Au quotidien, le soutien français se traduit, dans les domaines logistique, par l'escorte aux relèves ou l'approvisionnement en eau, et militaire, par l'appui lors d'attaques et l'évacuation des blessés.
Sans la France, les opérations maliennes seront vraisemblablement "extrêmement réduites: protection de base, patrouilles en périphérie immédiate des camps, convoi logistique", dit Raphaël Bernard, ancien officier de Barkhane, "ils savent que c'est compliqué de manœuvrer contre les GAT (groupes armés terroristes) loin de leurs bases sans Barkhane ou Takuba".
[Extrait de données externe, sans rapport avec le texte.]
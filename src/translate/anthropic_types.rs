use serde::{Deserialize, Serialize};
use serde_json::{json, Value};

// ---------------------------------------------------------------------------
// Request types (what Claude Code sends TO us)
// ---------------------------------------------------------------------------

#[derive(Debug, Clone, Serialize, Deserialize)]
pub struct MessagesRequest {
    #[serde(default = "default_model")]
    pub model: String,
    #[serde(default)]
    pub messages: Vec<Message>,
    #[serde(default, skip_serializing_if = "Option::is_none")]
    pub system: Option<MessageContent>,
    /// Sampling parameters are forwarded untouched; only an absent field
    /// falls back to the default. An explicit `null` stays `null`.
    #[serde(default = "default_max_tokens")]
    pub max_tokens: Value,
    #[serde(default = "default_temperature")]
    pub temperature: Value,
    /// Accepted for compatibility but never forwarded; responses are always
    /// delivered in one piece.
    #[serde(default)]
    pub stream: bool,
}

fn default_model() -> String {
    "claude-haiku-4-5".to_string()
}

fn default_max_tokens() -> Value {
    json!(4096)
}

fn default_temperature() -> Value {
    json!(0.7)
}

#[derive(Debug, Clone, Serialize, Deserialize)]
pub struct Message {
    /// Passed through verbatim, not restricted to user/assistant.
    #[serde(default = "default_role")]
    pub role: String,
    #[serde(default, skip_serializing_if = "Option::is_none")]
    pub content: Option<MessageContent>,
}

fn default_role() -> String {
    "user".to_string()
}

#[derive(Debug, Clone, Serialize, Deserialize)]
#[serde(untagged)]
pub enum MessageContent {
    Text(String),
    Blocks(Vec<ContentBlock>),
    /// Any other JSON shape. Flattened to its JSON text.
    Other(Value),
}

/// One element of a structured content list.
///
/// Blocks are matched loosely: a bare string, an object with an optional
/// `type` and optional `text`, or anything else (which contributes nothing).
#[derive(Debug, Clone, Serialize, Deserialize)]
#[serde(untagged)]
pub enum ContentBlock {
    Bare(String),
    Object(ObjectBlock),
    Opaque(Value),
}

#[derive(Debug, Clone, Default, Serialize, Deserialize)]
pub struct ObjectBlock {
    /// Kept as raw JSON so a non-string `type` still parses as an object block.
    #[serde(rename = "type", default, skip_serializing_if = "Option::is_none")]
    pub block_type: Option<Value>,
    #[serde(default, skip_serializing_if = "Option::is_none")]
    pub text: Option<String>,
    #[serde(flatten)]
    pub extra: serde_json::Map<String, Value>,
}

// ---------------------------------------------------------------------------
// Response types (what we send BACK to Claude Code)
// ---------------------------------------------------------------------------

#[derive(Debug, Clone, Serialize, Deserialize)]
pub struct MessagesResponse {
    pub id: String,
    #[serde(rename = "type")]
    pub response_type: String, // "message"
    pub role: String,          // "assistant"
    pub model: String,
    pub content: Vec<ResponseContentBlock>,
    pub stop_reason: Option<String>,
    pub stop_sequence: Option<String>,
    pub usage: Usage,
}

#[derive(Debug, Clone, PartialEq, Serialize, Deserialize)]
#[serde(tag = "type")]
pub enum ResponseContentBlock {
    #[serde(rename = "text")]
    Text { text: String },
}

#[derive(Debug, Clone, Default, PartialEq, Eq, Serialize, Deserialize)]
pub struct Usage {
    pub input_tokens: u64,
    pub output_tokens: u64,
}

// ---------------------------------------------------------------------------
// Error response
// ---------------------------------------------------------------------------

#[derive(Debug, Clone, Serialize, Deserialize)]
pub struct ErrorResponse {
    #[serde(rename = "type")]
    pub error_type: String,
    pub error: ErrorBody,
}

#[derive(Debug, Clone, Serialize, Deserialize)]
pub struct ErrorBody {
    #[serde(rename = "type")]
    pub error_type: String,
    pub message: String,
}

impl ErrorResponse {
    pub fn new(error_type: &str, message: impl Into<String>) -> Self {
        Self {
            error_type: "error".to_string(),
            error: ErrorBody {
                error_type: error_type.to_string(),
                message: message.into(),
            },
        }
    }

    pub fn invalid_request(msg: impl Into<String>) -> Self {
        Self::new("invalid_request_error", msg)
    }

    pub fn api_error(msg: impl Into<String>) -> Self {
        Self::new("api_error", msg)
    }
}

// ---------------------------------------------------------------------------
// Helpers
// ---------------------------------------------------------------------------

impl ContentBlock {
    /// The text this block contributes, if any.
    pub fn text(&self) -> Option<&str> {
        match self {
            ContentBlock::Bare(text) => Some(text.as_str()),
            ContentBlock::Object(block)
                if block.block_type.as_ref().and_then(Value::as_str) == Some("text") =>
            {
                Some(block.text.as_deref().unwrap_or(""))
            }
            ContentBlock::Object(block) => block.text.as_deref(),
            ContentBlock::Opaque(_) => None,
        }
    }
}

#[cfg(test)]
mod tests {
    use super::*;
    use serde_json::json;

    #[test]
    fn test_request_defaults() {
        let req: MessagesRequest = serde_json::from_value(json!({})).unwrap();

        assert_eq!(req.model, "claude-haiku-4-5");
        assert!(req.messages.is_empty());
        assert!(req.system.is_none());
        assert_eq!(req.max_tokens, json!(4096));
        assert_eq!(req.temperature, json!(0.7));
        assert!(!req.stream);
    }

    #[test]
    fn test_sampling_params_keep_client_values() {
        let req: MessagesRequest = serde_json::from_value(json!({
            "max_tokens": -1,
            "temperature": null
        }))
        .unwrap();
        assert_eq!(req.max_tokens, json!(-1));
        assert_eq!(req.temperature, Value::Null);

        let req: MessagesRequest =
            serde_json::from_value(json!({ "max_tokens": 100.0, "temperature": "hot" })).unwrap();
        assert_eq!(req.max_tokens, json!(100.0));
        assert_eq!(req.temperature, json!("hot"));
    }

    #[test]
    fn test_message_role_defaults_to_user_and_null_content_is_absent() {
        let msg: Message = serde_json::from_value(json!({ "content": null })).unwrap();
        assert_eq!(msg.role, "user");
        assert!(msg.content.is_none());
    }

    #[test]
    fn test_role_is_not_restricted() {
        let msg: Message =
            serde_json::from_value(json!({ "role": "tool", "content": "x" })).unwrap();
        assert_eq!(msg.role, "tool");
    }

    #[test]
    fn test_block_shapes() {
        let content: MessageContent = serde_json::from_value(json!([
            "bare",
            { "type": "text", "text": "typed" },
            { "type": "text" },
            { "text": "untyped" },
            { "type": "image", "source": { "data": "..." } },
            42
        ]))
        .unwrap();

        let MessageContent::Blocks(blocks) = content else {
            panic!("Expected block list");
        };
        let texts: Vec<Option<&str>> = blocks.iter().map(ContentBlock::text).collect();
        assert_eq!(
            texts,
            vec![Some("bare"), Some("typed"), Some(""), Some("untyped"), None, None]
        );
    }

    #[test]
    fn test_non_string_type_still_yields_text() {
        let content: MessageContent = serde_json::from_value(json!([
            { "type": 5, "text": "x" },
            { "type": "text", "text": "y" },
            { "type": null, "text": "z" }
        ]))
        .unwrap();

        let MessageContent::Blocks(blocks) = content else {
            panic!("Expected block list");
        };
        let texts: Vec<Option<&str>> = blocks.iter().map(ContentBlock::text).collect();
        assert_eq!(texts, vec![Some("x"), Some("y"), Some("z")]);
    }

    #[test]
    fn test_error_response_shape() {
        let err = ErrorResponse::invalid_request("bad");
        let value = serde_json::to_value(&err).unwrap();
        assert_eq!(
            value,
            json!({ "type": "error", "error": { "type": "invalid_request_error", "message": "bad" } })
        );
    }
}
//! Type definitions for the OpenAI-compatible Chat Completions API served by
//! Ollama (`/v1/chat/completions`).
//!
//! Only the fields the gateway reads or writes are modelled. Every response
//! field is optional at every level, so a sparse or empty body still parses.

use serde::{Deserialize, Serialize};
use serde_json::Value;

// ---------------------------------------------------------------------------
// Request types (what we send TO the backend)
// ---------------------------------------------------------------------------

#[derive(Debug, Clone, Serialize, Deserialize)]
pub struct ChatCompletionRequest {
    pub model: String,
    pub messages: Vec<ChatMessage>,
    /// Forwarded as the client sent it, null and non-integer values included.
    pub max_tokens: Value,
    pub temperature: Value,
    pub stream: bool,
}

#[derive(Debug, Clone, PartialEq, Serialize, Deserialize)]
pub struct ChatMessage {
    pub role: String,
    pub content: String,
}

// ---------------------------------------------------------------------------
// Response types (what we receive FROM the backend)
// ---------------------------------------------------------------------------

#[derive(Debug, Clone, Default, Serialize, Deserialize)]
pub struct ChatCompletionResponse {
    #[serde(default, skip_serializing_if = "Option::is_none")]
    pub id: Option<String>,
    #[serde(default, skip_serializing_if = "Option::is_none")]
    pub model: Option<String>,
    /// `null` is accepted for the list and for each entry.
    #[serde(default, skip_serializing_if = "Option::is_none")]
    pub choices: Option<Vec<Option<Choice>>>,
    #[serde(default, skip_serializing_if = "Option::is_none")]
    pub usage: Option<ChatUsage>,
}

#[derive(Debug, Clone, Default, Serialize, Deserialize)]
pub struct Choice {
    #[serde(default, skip_serializing_if = "Option::is_none")]
    pub message: Option<ChoiceMessage>,
    /// Parsed for logging only; never mapped onto the Anthropic stop reason.
    #[serde(default, skip_serializing_if = "Option::is_none")]
    pub finish_reason: Option<String>,
}

#[derive(Debug, Clone, Default, Serialize, Deserialize)]
pub struct ChoiceMessage {
    #[serde(default, skip_serializing_if = "Option::is_none")]
    pub role: Option<String>,
    #[serde(default)]
    pub content: Option<String>,
}

#[derive(Debug, Clone, Default, Serialize, Deserialize)]
pub struct ChatUsage {
    #[serde(default)]
    pub prompt_tokens: Option<u64>,
    #[serde(default)]
    pub completion_tokens: Option<u64>,
}

impl ChatCompletionResponse {
    fn first_choice(&self) -> Option<&Choice> {
        self.choices
            .as_deref()
            .and_then(<[_]>::first)
            .and_then(Option::as_ref)
    }

    /// Text of the first choice, or empty when any level is missing or null.
    pub fn first_text(&self) -> &str {
        self.first_choice()
            .and_then(|choice| choice.message.as_ref())
            .and_then(|message| message.content.as_deref())
            .unwrap_or_default()
    }

    pub fn first_finish_reason(&self) -> Option<&str> {
        self.first_choice()
            .and_then(|choice| choice.finish_reason.as_deref())
    }
}
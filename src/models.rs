//! Model-name resolution between Claude Code identifiers and backend aliases.
//!
//! The table is built once when configuration is loaded and is never mutated
//! afterwards. Lookups of unknown identifiers fall through unchanged.

use serde::{Deserialize, Serialize};
use std::collections::HashMap;

/// Claude model ids paired with the local Ollama aliases they run on.
const DEFAULT_MODELS: &[(&str, &str)] = &[
    ("claude-sonnet-4-5-20250514", "claude-sonet-4-5:latest"),
    ("claude-opus-4-5-20251101", "claude-opus-4-5:latest"),
    ("claude-haiku-4-5-20250514", "claude-haiku-4-5:latest"),
    ("claude-sonnet-4-5", "claude-sonet-4-5:latest"),
    ("claude-opus-4-5", "claude-opus-4-5:latest"),
    ("claude-haiku-4-5", "claude-haiku-4-5:latest"),
    ("claude-3-5-sonnet-latest", "claude-sonet-4-5:latest"),
    ("claude-3-5-haiku-latest", "claude-haiku-4-5:latest"),
    ("claude-3-opus-latest", "claude-opus-4-5:latest"),
];

/// Immutable source-model to backend-model lookup table.
#[derive(Debug, Clone, PartialEq, Eq, Serialize, Deserialize)]
#[serde(transparent)]
pub struct ModelMap(HashMap<String, String>);

impl ModelMap {
    /// Resolve a caller-facing model id to the id the backend understands.
    /// Unknown ids are returned as-is.
    #[must_use]
    pub fn resolve<'a>(&'a self, source_model: &'a str) -> &'a str {
        self.0
            .get(source_model)
            .map(String::as_str)
            .unwrap_or(source_model)
    }

    /// Source ids known to the table, sorted for stable listings.
    #[must_use]
    pub fn source_models(&self) -> Vec<&str> {
        let mut ids: Vec<&str> = self.0.keys().map(String::as_str).collect();
        ids.sort_unstable();
        ids
    }

    pub fn len(&self) -> usize {
        self.0.len()
    }

    pub fn is_empty(&self) -> bool {
        self.0.is_empty()
    }
}

impl Default for ModelMap {
    fn default() -> Self {
        Self(
            DEFAULT_MODELS
                .iter()
                .map(|(from, to)| ((*from).to_string(), (*to).to_string()))
                .collect(),
        )
    }
}

impl FromIterator<(String, String)> for ModelMap {
    fn from_iter<I: IntoIterator<Item = (String, String)>>(iter: I) -> Self {
        Self(iter.into_iter().collect())
    }
}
- groupes insurrectionnels renforcés?-
En décembre, les soldats du camp isolé de Boulkessi avaient sollicité l'appui terrestre et aérien de Barkhane afin d'être relevés.
Dorénavant, ce soutien ne sera plus automatique et le soutien français dans des circonstances particulières sera examiné au cas par cas, dit un responsable français sous le couvert de l'anonymat.
Les mesures sont "temporaires" dans l'attente de "garanties" de la part des colonels maliens qu'ils rendront le pouvoir aux civils après des élections prévues en février 2022, a dit le ministère français des Armées.
Le chercheur malien Boubacar Ba envisage que, dans le camp des jihadistes, l'espace ouvert "donne des ailes aux groupes insurrectionnels qui se sentiraient renforcés par les différentes crises répétitives à Bamako et un éventuel abandon temporaire ou définitif de l'appui des forces Barkhane et Takuba".
L'hypothèse d'un retrait définitif de la France paraît pour l'heure "improbable", estime un ancien haut fonctionnaire retraité malien pour qui "l'annonce française est un message clair et direct" à l'adresse des militaires maliens pour obtenir des garanties.
Celles-ci, avance un chercheur sous couvert d'anonymat, pourraient porter autant sur la nomination d'un Premier ministre civil, qui semble acquise, que sur les décisions politiques bamakoises.
Les Français chercheraient à faire "pression pour que soit mis un terme à tout processus de négociation avec les jihadistes" et pour que la nomination pressentie de Choguel Kokalla Maïga au poste de Premier ministre "ne signifie pas le retour de (l'imam) Dicko", dit-il.
Mahmoud Dicko, imam au coeur de la lutte contre l'ancien président Ibrahim Boubacar Keïta, n'a jamais caché sa volonté d'engager un dialogue avec les jihadistes pour le retour de la stabilité au Mali.MM.Maïga et Dicko sont réputés proches.
"L'annonce française pourrait permettre de clarifier les choses", d'un côté comme de l'autre sur "les réelles volontés de chacun", dit le haut fonctionnaire retraité.